Contemporary Examples and Conclusion
Dialogue is essential to the role of Western philosophy and has gone through multiple revolutions and evolutions throughout the ages. In the twenty-first century, the Western world finds itself in the information age, a new age of communicative advancement with a highly advanced and efficient infrastructure, featuring developments such as the internet, cell phones, video conferencing, high-speed travel, and the freedom to think what it wants to think and share ideas without oppression, all affordably and in the blink of an eye.
Slavoj Zizek, a Slovenian-born philosopher and psychoanalyst is one of the most prominent philosophers alive today, and I argue that this is because has taken the propagation of his ideas to a level that fits today’s cultural standards.

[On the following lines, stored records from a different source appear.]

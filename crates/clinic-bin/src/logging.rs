// SPDX-License-Identifier: PolyForm-Noncommercial-1.0.0
// Copyright (c) 2025 Sylvex. All rights reserved.

//! Logging and tracing initialization.

use tracing::Level;
use tracing_subscriber::{fmt, layer::SubscriberExt, util::SubscriberInitExt, EnvFilter};

use crate::cli::LogFormat;

/// Noisy dependencies held to a quieter level than the application.
const DEPENDENCY_DIRECTIVES: &str = "hyper=warn,tower=warn,tower_http=info,axum=info,tokio=info";

// =============================================================================
// Logging Initialization
// =============================================================================

/// Initializes the global subscriber.
///
/// `RUST_LOG`, when set, replaces `level` entirely. Calling this twice is a
/// no-op on the second call.
///
/// ```ignore
/// use clinic_bin::{cli::LogFormat, logging::init_logging};
///
/// init_logging("info", LogFormat::Json);
/// ```
pub fn init_logging(level: &str, format: LogFormat) {
    let filter = build_filter(level);

    let result = match format {
        LogFormat::Text => {
            let is_terminal = std::io::IsTerminal::is_terminal(&std::io::stdout());
            tracing_subscriber::registry()
                .with(filter)
                .with(fmt::layer().with_target(true).with_ansi(is_terminal))
                .try_init()
        }
        LogFormat::Json => tracing_subscriber::registry()
            .with(filter)
            .with(
                fmt::layer()
                    .json()
                    .with_target(true)
                    .with_current_span(true)
                    .with_span_list(false),
            )
            .try_init(),
        LogFormat::Compact => tracing_subscriber::registry()
            .with(filter)
            .with(fmt::layer().compact().with_target(false))
            .try_init(),
    };

    if let Err(e) = result {
        eprintln!("Logging already initialized: {}", e);
    }
}

fn build_filter(level: &str) -> EnvFilter {
    EnvFilter::try_from_default_env().unwrap_or_else(|_| {
        let level = parse_level(level).to_string().to_lowercase();
        EnvFilter::new(format!("{},{}", level, DEPENDENCY_DIRECTIVES))
    })
}

// =============================================================================
// Log Level Parsing
// =============================================================================

/// Parses a log level string, falling back to `INFO`.
pub fn parse_level(level: &str) -> Level {
    match level.trim().to_lowercase().as_str() {
        "trace" => Level::TRACE,
        "debug" => Level::DEBUG,
        "info" => Level::INFO,
        "warn" | "warning" => Level::WARN,
        "error" => Level::ERROR,
        _ => Level::INFO,
    }
}

// =============================================================================
// Tests
// =============================================================================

Author of multiple books that have been published in a wide variety of languages, creator and star of multiple documentary films, intercontinental globe-trotter and lecturer, Zizek perhaps most importantly uses his critiques on popular culture as a means to expound his ideas on a world that is centered around and fascinated with the subject of “pop” culture more and more with each passing moment, while using contemporary methods of pop culture propagation to distribute his ideas. The genius behind this method of dialogue lies in the irony of his work, as indirectly noted above: using the very capitalist/consumer, pop-culture-obsessed society as a vehicle for his ideas requires a relevant and fiercely up-to-date awareness of pop culture. Zizek brilliantly uses this awareness as his thesis and vehicle, thus placing himself in the annals of popular culture, where his ideas are able to gain the most visibility and popularity possible. It is in this light that his given title of “the rock star of philosophy” (Zizek!) is irrefutably validated.
To be certain, we find ourselves in a new age of public forum, a veritable marketplace on a global scale. Communications and human intellect will continue to advance until the next Dark Age, if there ever is such a thing. In observing the historical evolution of dialogue in conjunction to its cultural context, it is not far-fetched to hypothesize that the day that the next dark-age hits will indeed be a dark one: the day that ideas cease to propagate will be the day ideas run out.
Sources cited
* Augustine. Confessions (Oxford World's Classics). Trans. Henry Chadwick. New York: Oxford UP, USA, 1998. Print.
* "Communications Historical Timeline: 1600s." Oracle ThinkQuest Library. Web. 5 Dec. 2009. .
* Descartes, René. Discourse on the method for conducting one's reason well and for seeking truth in the sciences. Trans. Donald A. Cress. Indianapolis, Ind: Hackett Pub. Co., 1998. Print.
* "Homer Biography." ENotes.com. Web. 09 Dec. 2009.
* Kahn, Charles H. "A New Interpretation of Plato's Socratic Dialogues." The Harvard Review of Philosophy Spring (1995): 26-35. Print.
* Neil Asher Silberman, John H. Oakley, Mark D. Stansbury-O'Donnell, Robin Francis Rhodes "Greek Art and Architecture, Classical" The Oxford Companion to Archaeology. Brian M. Fagan, ed., Oxford University Press 1996. Oxford Reference Online. Oxford University Press. University of Washington. 5 December 2009
* Neil Asher Silberman, John K. Papadopoulos, Ian Morris, H. A. Shapiro, Mark D. Stansbury-O'Donnell, Frank Holt, Timothy E. Gregory "Greece" The Oxford Companion to Archaeology. Brian M. Fagan, ed., Oxford University Press 1996. Oxford Reference Online. Oxford University Press. University of Washington. 9 December 2009
* The Pervert's Guide to Cinema. Dir. Sophie Feinnes. Perf. Slavoj Zizek. Lone Star Films, 2006. DVD.
* Plato. Five Dialogues. Trans. G. M. A. Grube. Boston: Hackett Company, 2002. Print.
* Middle Ages. Columbia Electronic Encyclopedia, 6th Edition; 10/1/2009, p1-2, 2p
* Zizek! Dir. Astra Taylor. Perf. Slovoj Zizek. Zeitgeist Films, 2006. DVD.